R_{Y Y} = Q Λ_{Y Y} Q^{- 1},

(27)

substituting (27) into (26) yields,

F = Q Λ_{Y Y} {(Λ_{Y Y} + μ Q^{- 1} R_{N N} Q)}^{- 1} Q^{- 1},

(28)

expressing R_NN in EVD form enables (28) to be rewritten as (29).

F = Q Λ_{Y Y} {(Λ_{Y Y} + μ Λ_{N N})}^{- 1} Q^{- 1}

(29)

3.3. Speech Recognition Process

The proposed system utilizes the HTK as a speech recognizer in speech recognition. About the selection of speech corpus, the system takes corpora of Mandarin speech data across Taiwan (MAT-400) to train acoustic models, numerous acoustic models have been trained in the HTK recognizer. For feature extraction of speeches, the HTK uses Mel-frequency cepstral coefficients (MFCCs) as the speech features in speech recognition. In recognition process, the HTK-based speech recognizer analyzes the speech features and selects the most appropriate content of speech as the recognition result.

4. Experimental Results

4.1. Experimental Setup

To realize the proposed system, a humanoid robot, called 16-DOF Robotinno^TM, is used herein. Figure 3 shows the illustration of the robot. With respect to the linear array, two omni-directional microphones are placed with a spacing of 0.1 m on the shoulder of the humanoid robot.

Figure 4 shows the layout of the test environment; the length and the width of the experimental chamber are 7.2 m and 6.1 m, respectively. The linear array collects the test speech signal with a sampling rate of 8 kHz. The distance from the robot to the speaker is 1.5 m, and the distance from the robot to the source of the noise is 2 m. The SNR threshold value ε is set to 10. In the experiments, three test directions (30°, 60°, and 90°) are utilized to collect the speech signal, and three directions (45°, 90°, and 135°) are used to record the noise signal.
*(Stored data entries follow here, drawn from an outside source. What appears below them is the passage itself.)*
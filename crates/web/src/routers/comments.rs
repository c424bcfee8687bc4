use std::sync::Arc;

use axum::{
    extract::{Path, State},
    handler::Handler,
    http::HeaderMap,
    middleware::from_fn_with_state,
    response::{IntoResponse, Redirect},
    routing::{delete, post},
    Extension, Form, Router,
};
use db::{
    models::{Comment, Restaurant, Session},
    types::DbId,
};
use serde::Deserialize;

use crate::{
    errors::AppError,
    middleware::{admin_middleware, auth_middleware},
    routers::back,
    AppState,
};

#[derive(Deserialize)]
pub struct CommentBody {
    restaurant_id: String,
    text: String,
}

pub async fn http_post_comment(
    state: State<Arc<AppState>>,
    Extension(session): Extension<Session>,
    headers: HeaderMap,
    Form(body): Form<CommentBody>,
) -> Result<impl IntoResponse, AppError> {
    if body.text.trim().is_empty() {
        return Err(AppError::Validation(String::from("Comment text is required!")));
    }

    let restaurant = Restaurant::by_id(&DbId::from(body.restaurant_id), &state.db_pool)
        .await?
        .ok_or_else(|| AppError::NotFound(String::from("Restaurant didn't exist!")))?;
    let user = session.user(&state.db_pool).await?;

    Comment::create(body.text, &user, &restaurant, &state.db_pool).await?;

    Ok(Redirect::to(back(&headers)))
}

pub async fn http_delete_comment(
    state: State<Arc<AppState>>,
    Path(id): Path<String>,
) -> Result<impl IntoResponse, AppError> {
    let comment = Comment::by_id(&DbId::from(id), &state.db_pool)
        .await?
        .ok_or_else(|| AppError::NotFound(String::from("Comment didn't exist!")))?;

    comment.delete(&state.db_pool).await?;

    Ok(Redirect::to(&format!(
        "/restaurants/{}",
        comment.restaurant_id
    )))
}

pub fn comments(state: &Arc<AppState>) -> Router<Arc<AppState>> {
    Router::new()
        .route(
            "/comments",
            post(http_post_comment.layer(from_fn_with_state(Arc::clone(state), auth_middleware))),
        )
        .route(
            "/comments/:id",
            delete(
                http_delete_comment.layer(from_fn_with_state(Arc::clone(state), admin_middleware)),
            ),
        )
}
use chrono::{DateTime, Utc};
use db::models::{Comment, Restaurant, User};
use serde::Serialize;

use crate::entities::users::UserCard;

#[derive(Clone, Serialize, Debug)]
pub struct RestaurantCard {
    pub id: String,
    pub name: String,
    pub description: Option<String>,
    pub image: Option<String>,
    pub favorite_counts: i32,
}

impl RestaurantCard {
    pub fn build(restaurant: Restaurant) -> Self {
        Self {
            id: restaurant.id.to_string(),
            name: restaurant.name,
            description: restaurant.description,
            image: restaurant.image,
            favorite_counts: restaurant.favorite_counts,
        }
    }

    pub fn build_from_vec(restaurants: Vec<Restaurant>) -> Vec<Self> {
        restaurants.into_iter().map(Self::build).collect()
    }
}

#[derive(Clone, Serialize, Debug)]
pub struct RestaurantComment {
    pub id: String,
    pub text: String,
    pub published: DateTime<Utc>,
    pub user: UserCard,
}

#[derive(Clone, Serialize, Debug)]
pub struct RestaurantPage {
    pub id: String,
    pub name: String,
    pub tel: Option<String>,
    pub address: Option<String>,
    pub opening_hours: Option<String>,
    pub description: Option<String>,
    pub image: Option<String>,
    pub favorite_counts: i32,
    pub comments: Vec<RestaurantComment>,
    pub is_favorited: bool,
    pub is_liked: bool,
}

impl RestaurantPage {
    pub fn build(
        restaurant: Restaurant,
        comments: Vec<(Comment, User)>,
        is_favorited: bool,
        is_liked: bool,
    ) -> Self {
        Self {
            id: restaurant.id.to_string(),
            name: restaurant.name,
            tel: restaurant.tel,
            address: restaurant.address,
            opening_hours: restaurant.opening_hours,
            description: restaurant.description,
            image: restaurant.image,
            favorite_counts: restaurant.favorite_counts,
            comments: comments
                .into_iter()
                .map(|(comment, user)| RestaurantComment {
                    id: comment.id.to_string(),
                    text: comment.text,
                    published: comment.published,
                    user: UserCard::build(user),
                })
                .collect(),
            is_favorited,
            is_liked,
        }
    }
}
The proposed system utilizes the noisex-92 database [23] to provide the test background noises. The noises in the database are of five types, which are babble noise, car noise, factory noise, pink noise, and white noise. During speech recording, each of the four speakers (three males and one female) utters 30 sentences, each taking approximately three to five seconds. For each type of noise, a total of 1080 sentences are examined with the speakers and the source of noise at varied directions. The linear array firstly records the environmental noise to obtain the initial power value of the noise signal in the test environment. The power value of the noise signal is estimated and updated during the subsequent speech recording.

4.2. Evaluation Results

In test speech recording, the system records noisy speech with SNR values of 0 dB, 5 dB, and 10 dB. To compare the quality of enhanced speech with noisy speech, two objective speech quality measures, SNR and segmental SNR, are estimated from the experimental results. Equations (30) and (31) represent the SNR and segmental SNR, where y(t), y′(t), N, M, and m are, respectively, the noisy speech, the enhanced speech, the length of the speech signal, the number of frames, and the frame index.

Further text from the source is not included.